──────── SOURCE DATA ────────

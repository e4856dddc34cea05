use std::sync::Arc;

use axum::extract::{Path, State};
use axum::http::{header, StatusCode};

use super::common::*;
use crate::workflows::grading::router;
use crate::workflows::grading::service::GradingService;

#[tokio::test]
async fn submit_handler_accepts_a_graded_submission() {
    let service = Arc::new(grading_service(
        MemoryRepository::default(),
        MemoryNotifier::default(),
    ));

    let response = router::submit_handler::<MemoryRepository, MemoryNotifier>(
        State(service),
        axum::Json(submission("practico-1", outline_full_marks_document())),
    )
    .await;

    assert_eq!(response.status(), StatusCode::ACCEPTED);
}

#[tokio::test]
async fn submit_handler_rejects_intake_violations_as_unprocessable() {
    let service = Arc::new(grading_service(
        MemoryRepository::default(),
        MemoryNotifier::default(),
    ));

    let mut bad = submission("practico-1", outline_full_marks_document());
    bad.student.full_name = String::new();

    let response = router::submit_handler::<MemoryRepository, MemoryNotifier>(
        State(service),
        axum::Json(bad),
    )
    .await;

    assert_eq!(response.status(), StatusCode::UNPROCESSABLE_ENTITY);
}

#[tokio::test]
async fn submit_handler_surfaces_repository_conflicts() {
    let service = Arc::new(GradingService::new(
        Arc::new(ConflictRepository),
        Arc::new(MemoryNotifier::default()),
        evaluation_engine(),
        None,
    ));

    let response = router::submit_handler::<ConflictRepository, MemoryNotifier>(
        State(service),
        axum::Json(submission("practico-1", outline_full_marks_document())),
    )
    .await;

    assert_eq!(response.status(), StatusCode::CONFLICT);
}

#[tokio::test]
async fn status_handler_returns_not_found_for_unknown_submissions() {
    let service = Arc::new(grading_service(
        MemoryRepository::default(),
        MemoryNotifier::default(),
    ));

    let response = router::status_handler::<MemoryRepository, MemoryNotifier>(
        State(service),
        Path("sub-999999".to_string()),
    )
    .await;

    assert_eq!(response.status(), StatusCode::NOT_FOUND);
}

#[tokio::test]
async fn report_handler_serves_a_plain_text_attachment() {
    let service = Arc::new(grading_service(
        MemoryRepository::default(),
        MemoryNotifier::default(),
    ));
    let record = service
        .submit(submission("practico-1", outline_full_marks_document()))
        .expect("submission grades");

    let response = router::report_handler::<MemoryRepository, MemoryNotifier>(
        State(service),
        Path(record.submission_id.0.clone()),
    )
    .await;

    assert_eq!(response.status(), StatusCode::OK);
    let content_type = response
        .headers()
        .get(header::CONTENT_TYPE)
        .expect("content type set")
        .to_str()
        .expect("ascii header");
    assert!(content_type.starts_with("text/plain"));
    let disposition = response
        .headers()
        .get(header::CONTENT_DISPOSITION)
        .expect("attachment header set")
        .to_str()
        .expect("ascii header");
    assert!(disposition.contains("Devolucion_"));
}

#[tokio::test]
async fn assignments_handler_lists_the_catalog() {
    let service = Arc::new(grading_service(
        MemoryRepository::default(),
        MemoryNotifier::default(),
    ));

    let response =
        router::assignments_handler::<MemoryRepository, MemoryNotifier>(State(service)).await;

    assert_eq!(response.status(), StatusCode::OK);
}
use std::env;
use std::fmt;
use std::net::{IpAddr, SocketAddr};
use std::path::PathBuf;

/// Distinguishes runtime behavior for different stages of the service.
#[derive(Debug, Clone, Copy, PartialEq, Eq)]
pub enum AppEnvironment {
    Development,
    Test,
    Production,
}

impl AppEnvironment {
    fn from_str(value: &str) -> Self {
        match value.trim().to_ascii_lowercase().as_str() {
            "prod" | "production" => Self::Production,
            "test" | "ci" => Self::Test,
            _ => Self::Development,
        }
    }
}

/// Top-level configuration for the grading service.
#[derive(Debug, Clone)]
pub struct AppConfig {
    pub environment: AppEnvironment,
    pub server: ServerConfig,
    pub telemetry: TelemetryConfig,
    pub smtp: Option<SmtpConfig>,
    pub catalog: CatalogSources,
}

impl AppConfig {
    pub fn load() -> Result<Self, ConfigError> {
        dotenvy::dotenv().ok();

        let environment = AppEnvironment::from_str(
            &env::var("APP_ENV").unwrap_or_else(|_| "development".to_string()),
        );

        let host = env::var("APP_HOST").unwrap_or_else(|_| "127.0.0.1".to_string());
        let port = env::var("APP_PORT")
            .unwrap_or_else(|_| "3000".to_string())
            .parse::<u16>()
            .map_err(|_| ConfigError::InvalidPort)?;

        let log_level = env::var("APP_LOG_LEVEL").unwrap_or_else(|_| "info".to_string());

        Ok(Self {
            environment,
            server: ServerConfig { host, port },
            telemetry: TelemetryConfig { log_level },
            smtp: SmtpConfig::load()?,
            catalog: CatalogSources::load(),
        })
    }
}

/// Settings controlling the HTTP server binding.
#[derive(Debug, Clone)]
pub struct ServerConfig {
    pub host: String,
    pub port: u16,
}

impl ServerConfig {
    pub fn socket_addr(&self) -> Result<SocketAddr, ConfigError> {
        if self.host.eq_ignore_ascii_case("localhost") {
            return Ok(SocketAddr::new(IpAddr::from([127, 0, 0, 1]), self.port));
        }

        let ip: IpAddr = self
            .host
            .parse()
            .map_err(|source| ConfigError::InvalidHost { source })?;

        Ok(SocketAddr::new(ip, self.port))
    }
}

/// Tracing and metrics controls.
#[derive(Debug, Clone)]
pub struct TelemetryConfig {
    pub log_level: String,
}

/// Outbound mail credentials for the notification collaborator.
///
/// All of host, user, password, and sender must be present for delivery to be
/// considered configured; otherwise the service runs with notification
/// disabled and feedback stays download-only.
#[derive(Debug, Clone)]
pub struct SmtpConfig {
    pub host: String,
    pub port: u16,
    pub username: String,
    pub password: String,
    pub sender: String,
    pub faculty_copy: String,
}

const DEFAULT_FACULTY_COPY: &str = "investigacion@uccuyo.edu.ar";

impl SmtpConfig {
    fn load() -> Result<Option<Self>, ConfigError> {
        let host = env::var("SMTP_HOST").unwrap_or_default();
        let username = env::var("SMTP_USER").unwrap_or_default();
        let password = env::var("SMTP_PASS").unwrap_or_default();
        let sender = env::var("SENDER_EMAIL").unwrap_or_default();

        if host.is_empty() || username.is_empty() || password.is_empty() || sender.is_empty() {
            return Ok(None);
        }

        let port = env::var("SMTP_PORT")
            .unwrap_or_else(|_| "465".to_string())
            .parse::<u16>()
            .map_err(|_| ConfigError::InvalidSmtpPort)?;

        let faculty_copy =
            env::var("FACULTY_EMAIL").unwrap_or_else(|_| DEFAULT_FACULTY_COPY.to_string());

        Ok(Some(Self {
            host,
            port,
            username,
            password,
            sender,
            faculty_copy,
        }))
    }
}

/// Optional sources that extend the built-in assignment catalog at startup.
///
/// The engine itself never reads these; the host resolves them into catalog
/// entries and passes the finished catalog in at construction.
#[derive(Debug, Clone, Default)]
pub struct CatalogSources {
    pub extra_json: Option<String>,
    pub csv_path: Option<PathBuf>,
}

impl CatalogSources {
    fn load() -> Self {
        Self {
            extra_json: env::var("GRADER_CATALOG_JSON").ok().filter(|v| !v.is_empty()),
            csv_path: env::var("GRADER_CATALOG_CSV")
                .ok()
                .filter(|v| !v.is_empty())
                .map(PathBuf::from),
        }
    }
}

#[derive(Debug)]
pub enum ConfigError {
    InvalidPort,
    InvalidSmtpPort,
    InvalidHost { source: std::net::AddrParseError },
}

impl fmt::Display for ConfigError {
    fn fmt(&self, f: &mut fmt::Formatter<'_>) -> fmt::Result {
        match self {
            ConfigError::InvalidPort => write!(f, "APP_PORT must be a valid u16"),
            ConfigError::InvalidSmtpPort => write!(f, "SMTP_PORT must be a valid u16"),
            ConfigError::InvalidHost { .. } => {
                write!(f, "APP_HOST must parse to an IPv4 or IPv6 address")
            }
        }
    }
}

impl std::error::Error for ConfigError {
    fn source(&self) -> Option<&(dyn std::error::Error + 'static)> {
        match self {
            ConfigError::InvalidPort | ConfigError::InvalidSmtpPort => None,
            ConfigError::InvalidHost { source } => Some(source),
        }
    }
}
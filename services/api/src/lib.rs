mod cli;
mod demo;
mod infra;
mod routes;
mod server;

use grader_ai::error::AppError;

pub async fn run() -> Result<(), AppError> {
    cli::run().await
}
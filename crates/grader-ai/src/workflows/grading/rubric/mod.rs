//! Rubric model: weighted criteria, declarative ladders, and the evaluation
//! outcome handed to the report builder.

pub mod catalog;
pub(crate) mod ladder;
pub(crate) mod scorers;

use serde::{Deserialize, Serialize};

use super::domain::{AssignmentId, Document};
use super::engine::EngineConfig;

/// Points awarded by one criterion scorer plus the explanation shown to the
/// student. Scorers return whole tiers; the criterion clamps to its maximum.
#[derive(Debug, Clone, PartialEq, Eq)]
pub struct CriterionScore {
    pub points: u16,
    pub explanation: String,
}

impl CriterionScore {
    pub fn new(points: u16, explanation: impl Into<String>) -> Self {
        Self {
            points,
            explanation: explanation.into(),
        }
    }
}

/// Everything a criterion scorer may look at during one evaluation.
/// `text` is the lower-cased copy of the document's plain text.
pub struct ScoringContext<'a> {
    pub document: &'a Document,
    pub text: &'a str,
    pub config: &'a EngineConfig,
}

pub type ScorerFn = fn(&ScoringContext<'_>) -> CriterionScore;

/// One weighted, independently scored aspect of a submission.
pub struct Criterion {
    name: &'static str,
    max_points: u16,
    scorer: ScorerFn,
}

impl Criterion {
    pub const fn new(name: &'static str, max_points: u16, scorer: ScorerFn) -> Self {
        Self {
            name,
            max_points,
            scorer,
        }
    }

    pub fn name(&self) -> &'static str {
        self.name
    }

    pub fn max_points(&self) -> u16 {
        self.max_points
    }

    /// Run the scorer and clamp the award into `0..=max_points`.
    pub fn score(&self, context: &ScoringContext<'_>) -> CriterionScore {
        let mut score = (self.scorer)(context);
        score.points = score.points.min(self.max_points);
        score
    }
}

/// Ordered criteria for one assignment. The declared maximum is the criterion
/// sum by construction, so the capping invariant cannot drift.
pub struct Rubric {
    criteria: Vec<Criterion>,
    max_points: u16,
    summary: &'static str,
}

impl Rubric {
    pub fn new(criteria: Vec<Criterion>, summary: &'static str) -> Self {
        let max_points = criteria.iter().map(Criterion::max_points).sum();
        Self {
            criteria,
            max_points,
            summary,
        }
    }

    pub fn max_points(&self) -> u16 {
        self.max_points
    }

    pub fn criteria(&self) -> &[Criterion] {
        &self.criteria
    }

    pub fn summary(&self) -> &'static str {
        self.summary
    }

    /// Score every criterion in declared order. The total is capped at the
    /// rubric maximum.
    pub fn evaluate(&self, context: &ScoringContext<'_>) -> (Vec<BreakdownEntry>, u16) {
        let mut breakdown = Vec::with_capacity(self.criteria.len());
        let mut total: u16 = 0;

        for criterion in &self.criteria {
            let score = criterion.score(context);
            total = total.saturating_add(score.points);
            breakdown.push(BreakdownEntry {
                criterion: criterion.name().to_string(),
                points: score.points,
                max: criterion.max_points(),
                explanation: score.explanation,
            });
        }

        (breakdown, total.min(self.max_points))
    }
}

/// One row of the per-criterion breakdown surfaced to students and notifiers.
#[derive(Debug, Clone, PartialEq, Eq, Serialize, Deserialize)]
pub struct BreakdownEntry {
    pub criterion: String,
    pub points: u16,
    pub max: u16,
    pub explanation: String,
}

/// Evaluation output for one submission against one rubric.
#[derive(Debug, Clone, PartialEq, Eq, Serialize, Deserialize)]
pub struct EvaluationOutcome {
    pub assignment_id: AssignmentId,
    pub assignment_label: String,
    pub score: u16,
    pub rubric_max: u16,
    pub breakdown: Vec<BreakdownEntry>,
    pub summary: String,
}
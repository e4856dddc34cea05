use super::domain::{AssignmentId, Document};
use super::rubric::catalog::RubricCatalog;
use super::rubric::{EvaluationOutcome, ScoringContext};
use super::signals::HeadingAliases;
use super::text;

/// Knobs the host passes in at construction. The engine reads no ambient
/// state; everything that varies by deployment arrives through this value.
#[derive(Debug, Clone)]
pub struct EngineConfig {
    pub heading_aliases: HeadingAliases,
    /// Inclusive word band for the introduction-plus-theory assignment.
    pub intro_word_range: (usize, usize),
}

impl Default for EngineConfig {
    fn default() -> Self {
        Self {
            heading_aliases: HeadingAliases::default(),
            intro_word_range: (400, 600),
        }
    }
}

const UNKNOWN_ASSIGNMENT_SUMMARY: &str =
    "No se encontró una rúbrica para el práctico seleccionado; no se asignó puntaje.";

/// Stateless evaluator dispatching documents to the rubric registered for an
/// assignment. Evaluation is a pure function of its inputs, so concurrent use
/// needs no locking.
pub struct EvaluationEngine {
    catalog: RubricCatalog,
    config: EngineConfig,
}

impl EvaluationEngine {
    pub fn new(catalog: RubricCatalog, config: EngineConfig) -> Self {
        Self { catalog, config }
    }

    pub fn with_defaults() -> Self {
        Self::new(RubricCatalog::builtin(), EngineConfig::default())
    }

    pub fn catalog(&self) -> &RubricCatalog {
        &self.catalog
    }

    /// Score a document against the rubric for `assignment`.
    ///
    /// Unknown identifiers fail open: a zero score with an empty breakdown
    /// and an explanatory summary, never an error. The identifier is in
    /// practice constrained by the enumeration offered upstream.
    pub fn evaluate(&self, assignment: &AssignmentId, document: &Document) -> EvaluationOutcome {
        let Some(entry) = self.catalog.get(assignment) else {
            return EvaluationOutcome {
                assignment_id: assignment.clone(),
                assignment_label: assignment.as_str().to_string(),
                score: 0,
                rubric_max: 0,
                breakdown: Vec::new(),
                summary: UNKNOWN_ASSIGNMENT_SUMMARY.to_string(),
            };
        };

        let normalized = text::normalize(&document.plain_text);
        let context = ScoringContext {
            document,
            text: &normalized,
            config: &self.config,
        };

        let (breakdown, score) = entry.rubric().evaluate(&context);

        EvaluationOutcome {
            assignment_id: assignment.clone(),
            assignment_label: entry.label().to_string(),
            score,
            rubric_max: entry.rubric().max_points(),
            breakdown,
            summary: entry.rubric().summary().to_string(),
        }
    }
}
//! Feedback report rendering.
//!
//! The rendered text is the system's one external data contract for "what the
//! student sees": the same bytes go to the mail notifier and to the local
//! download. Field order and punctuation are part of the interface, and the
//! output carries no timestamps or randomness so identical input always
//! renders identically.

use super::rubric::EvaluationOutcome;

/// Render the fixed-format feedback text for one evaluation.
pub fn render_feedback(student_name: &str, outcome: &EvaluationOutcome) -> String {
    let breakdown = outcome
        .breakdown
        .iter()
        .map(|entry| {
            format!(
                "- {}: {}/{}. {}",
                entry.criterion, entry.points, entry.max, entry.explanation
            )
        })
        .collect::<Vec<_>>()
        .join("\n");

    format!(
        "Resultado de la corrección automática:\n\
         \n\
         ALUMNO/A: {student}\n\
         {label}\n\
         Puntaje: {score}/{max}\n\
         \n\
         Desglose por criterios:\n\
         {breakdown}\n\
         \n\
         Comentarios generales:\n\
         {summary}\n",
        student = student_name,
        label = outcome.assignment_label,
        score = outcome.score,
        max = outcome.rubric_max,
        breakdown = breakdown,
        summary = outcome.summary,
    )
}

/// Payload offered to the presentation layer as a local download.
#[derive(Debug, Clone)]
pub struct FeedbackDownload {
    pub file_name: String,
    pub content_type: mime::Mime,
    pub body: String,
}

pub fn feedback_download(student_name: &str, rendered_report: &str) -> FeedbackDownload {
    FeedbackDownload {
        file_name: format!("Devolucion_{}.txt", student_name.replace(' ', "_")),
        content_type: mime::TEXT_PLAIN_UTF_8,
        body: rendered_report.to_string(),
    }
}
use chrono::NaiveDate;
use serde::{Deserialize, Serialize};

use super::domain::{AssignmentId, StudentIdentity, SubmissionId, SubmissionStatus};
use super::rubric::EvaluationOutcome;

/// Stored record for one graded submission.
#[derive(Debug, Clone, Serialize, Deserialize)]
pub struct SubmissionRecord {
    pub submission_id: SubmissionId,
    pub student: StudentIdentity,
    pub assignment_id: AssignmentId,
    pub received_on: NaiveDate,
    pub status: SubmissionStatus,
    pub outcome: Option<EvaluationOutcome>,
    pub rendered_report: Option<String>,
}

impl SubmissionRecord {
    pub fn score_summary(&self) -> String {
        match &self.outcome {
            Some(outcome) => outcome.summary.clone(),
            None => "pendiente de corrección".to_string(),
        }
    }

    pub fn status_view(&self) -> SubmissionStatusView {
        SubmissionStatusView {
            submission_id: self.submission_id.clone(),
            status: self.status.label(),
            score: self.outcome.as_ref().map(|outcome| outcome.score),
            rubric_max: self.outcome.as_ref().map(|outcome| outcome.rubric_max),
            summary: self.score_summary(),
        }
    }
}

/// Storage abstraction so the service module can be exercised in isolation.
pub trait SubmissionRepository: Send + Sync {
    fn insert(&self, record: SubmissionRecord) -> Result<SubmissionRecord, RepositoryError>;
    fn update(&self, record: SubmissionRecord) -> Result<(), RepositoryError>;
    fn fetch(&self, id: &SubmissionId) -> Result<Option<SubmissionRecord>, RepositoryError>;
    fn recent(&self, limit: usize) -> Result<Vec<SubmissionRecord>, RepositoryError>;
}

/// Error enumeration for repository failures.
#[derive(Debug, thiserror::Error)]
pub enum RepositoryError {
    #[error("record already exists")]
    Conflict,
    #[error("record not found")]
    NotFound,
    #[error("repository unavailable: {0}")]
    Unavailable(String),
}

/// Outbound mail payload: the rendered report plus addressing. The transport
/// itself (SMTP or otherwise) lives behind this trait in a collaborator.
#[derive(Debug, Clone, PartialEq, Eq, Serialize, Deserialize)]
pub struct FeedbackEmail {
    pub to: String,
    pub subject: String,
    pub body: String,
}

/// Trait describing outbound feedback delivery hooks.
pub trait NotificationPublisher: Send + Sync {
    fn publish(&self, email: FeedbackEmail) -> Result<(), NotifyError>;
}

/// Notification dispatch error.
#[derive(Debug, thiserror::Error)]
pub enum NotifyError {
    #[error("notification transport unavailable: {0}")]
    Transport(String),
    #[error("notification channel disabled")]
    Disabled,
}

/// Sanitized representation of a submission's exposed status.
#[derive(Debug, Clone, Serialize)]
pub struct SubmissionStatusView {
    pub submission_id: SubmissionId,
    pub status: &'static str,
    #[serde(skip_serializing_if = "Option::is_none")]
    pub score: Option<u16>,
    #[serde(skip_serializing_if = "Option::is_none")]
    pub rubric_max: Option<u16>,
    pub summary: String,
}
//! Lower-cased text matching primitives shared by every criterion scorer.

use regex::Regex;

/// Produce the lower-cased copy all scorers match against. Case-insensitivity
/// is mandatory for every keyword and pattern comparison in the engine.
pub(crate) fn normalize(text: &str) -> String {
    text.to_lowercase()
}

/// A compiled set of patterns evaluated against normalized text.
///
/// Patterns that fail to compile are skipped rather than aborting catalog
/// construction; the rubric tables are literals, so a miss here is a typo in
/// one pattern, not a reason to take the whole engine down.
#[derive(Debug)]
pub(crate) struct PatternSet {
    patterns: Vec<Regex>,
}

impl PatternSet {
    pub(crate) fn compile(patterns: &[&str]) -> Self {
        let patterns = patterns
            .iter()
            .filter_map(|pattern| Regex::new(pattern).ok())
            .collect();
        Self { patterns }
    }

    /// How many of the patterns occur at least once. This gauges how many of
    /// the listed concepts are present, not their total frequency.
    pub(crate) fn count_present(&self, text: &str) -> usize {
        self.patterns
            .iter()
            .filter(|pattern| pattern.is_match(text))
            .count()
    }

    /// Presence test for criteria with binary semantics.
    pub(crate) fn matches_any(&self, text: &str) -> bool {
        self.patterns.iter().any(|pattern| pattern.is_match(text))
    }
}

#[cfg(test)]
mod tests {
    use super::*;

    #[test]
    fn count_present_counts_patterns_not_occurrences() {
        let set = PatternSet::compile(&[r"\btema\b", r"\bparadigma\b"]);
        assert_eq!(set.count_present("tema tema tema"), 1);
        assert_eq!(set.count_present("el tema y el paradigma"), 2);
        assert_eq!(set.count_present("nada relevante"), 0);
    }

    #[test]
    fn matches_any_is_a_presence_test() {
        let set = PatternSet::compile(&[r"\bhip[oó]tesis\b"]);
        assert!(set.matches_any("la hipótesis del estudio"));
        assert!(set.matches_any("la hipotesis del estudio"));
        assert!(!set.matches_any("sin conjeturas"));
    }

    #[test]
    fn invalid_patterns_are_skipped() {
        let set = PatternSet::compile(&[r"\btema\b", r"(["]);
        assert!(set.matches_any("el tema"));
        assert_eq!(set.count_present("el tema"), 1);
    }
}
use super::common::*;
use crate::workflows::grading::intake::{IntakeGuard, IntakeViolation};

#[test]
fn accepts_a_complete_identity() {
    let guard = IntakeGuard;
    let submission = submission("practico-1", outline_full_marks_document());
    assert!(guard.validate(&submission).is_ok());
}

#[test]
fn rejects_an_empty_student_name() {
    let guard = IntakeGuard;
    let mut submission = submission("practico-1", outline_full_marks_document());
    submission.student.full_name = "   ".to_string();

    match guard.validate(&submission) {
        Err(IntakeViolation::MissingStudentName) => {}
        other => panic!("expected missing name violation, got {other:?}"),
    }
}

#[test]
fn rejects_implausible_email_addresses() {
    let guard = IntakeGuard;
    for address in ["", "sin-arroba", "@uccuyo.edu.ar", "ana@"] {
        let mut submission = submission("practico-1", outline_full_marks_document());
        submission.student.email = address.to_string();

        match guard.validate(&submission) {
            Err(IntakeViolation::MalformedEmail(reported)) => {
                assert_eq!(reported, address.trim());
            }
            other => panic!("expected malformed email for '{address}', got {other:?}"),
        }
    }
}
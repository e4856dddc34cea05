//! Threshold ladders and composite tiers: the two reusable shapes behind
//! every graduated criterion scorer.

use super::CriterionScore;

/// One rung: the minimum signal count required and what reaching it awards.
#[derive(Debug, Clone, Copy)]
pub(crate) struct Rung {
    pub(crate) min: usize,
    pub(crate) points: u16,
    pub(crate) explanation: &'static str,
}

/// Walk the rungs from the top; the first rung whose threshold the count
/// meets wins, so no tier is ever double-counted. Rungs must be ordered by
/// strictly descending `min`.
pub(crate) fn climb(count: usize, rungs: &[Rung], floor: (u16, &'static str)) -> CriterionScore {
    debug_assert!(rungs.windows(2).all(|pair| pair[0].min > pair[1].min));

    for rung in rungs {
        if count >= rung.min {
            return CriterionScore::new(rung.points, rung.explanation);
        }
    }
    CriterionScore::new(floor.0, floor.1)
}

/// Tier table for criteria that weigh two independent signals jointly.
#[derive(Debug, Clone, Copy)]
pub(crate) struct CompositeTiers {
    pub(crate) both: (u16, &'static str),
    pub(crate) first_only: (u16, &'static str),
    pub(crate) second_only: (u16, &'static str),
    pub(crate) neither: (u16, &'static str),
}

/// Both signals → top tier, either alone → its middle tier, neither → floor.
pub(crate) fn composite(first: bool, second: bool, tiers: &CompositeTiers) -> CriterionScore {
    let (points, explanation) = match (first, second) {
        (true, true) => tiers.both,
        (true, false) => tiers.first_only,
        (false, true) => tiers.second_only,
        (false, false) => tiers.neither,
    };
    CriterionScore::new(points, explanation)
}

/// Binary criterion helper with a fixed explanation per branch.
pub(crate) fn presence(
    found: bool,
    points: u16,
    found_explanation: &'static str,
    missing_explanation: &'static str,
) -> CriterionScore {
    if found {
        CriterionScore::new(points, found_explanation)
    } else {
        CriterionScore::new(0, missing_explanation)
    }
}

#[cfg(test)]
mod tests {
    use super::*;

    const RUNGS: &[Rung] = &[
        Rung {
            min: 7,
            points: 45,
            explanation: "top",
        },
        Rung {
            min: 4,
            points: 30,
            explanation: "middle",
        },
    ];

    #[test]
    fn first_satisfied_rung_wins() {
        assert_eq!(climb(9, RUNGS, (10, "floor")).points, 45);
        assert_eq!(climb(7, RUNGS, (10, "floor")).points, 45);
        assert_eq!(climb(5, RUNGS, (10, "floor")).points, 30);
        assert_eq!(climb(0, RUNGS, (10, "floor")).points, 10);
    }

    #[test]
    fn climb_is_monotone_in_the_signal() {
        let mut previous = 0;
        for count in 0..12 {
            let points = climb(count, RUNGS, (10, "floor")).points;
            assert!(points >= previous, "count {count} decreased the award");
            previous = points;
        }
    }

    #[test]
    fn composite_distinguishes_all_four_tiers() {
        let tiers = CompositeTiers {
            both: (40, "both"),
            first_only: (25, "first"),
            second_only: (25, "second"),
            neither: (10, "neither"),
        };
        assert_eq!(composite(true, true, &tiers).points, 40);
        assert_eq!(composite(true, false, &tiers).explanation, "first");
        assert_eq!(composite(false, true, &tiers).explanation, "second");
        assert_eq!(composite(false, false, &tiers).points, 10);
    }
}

────────

**WHAT TO WORK ON**. In the material above, find the lines that contain "weighted" and show them.

**TASK RESULT**.
//! Rubric model: weighted criteria, declarative ladders, and the evaluation
/// One weighted, independently scored aspect of a submission.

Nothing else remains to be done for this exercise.